◆ EXERCISE GOAL
Each line of the data should be duplicated precisely.

(Extracted data entries)
==============================

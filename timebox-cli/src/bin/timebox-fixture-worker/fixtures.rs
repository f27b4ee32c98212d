use std::time::Duration;
use timebox_core::Problem;

pub const HANG_PROBLEM: u32 = 90;
pub const CRASH_PROBLEM: u32 = 91;
pub const SLEEPY_PROBLEM: u32 = 92;

/// Built-in catalogue plus methods that hang, crash or sleep
pub fn problems() -> Vec<Problem> {
    let mut problems = timebox_cli::problems();
    problems.extend([
        Problem::new(HANG_PROBLEM, "Never returns").method("spin", || loop {
            std::hint::spin_loop();
        }),
        Problem::new(CRASH_PROBLEM, "Always panics").method("boom", || panic!("fixture method failed")),
        Problem::new(SLEEPY_PROBLEM, "Sleeps briefly").answer(92).method("nap", || {
            std::thread::sleep(Duration::from_millis(300));
            92
        }),
    ]);
    problems
}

==============================

◆ YOUR SOLUTION
filename timebox-cli/src/bin/timebox-fixture-worker/fixtures.rs
repository f27b4ee32c98212d
use std::time::Duration;
use timebox_core::Problem;

pub const HANG_PROBLEM: u32 = 90;
pub const CRASH_PROBLEM: u32 = 91;
pub const SLEEPY_PROBLEM: u32 = 92;

/// Built-in catalogue plus methods that hang, crash or sleep
pub fn problems() -> Vec<Problem> {
    let mut problems = timebox_cli::problems();
    problems.extend([
        Problem::new(HANG_PROBLEM, "Never returns").method("spin", || loop {
            std::hint::spin_loop();
        }),
        Problem::new(CRASH_PROBLEM, "Always panics").method("boom", || panic!("fixture method failed")),
        Problem::new(SLEEPY_PROBLEM, "Sleeps briefly").answer(92).method("nap", || {
            std::thread::sleep(Duration::from_millis(300));
            92
        }),
    ]);
    problems
}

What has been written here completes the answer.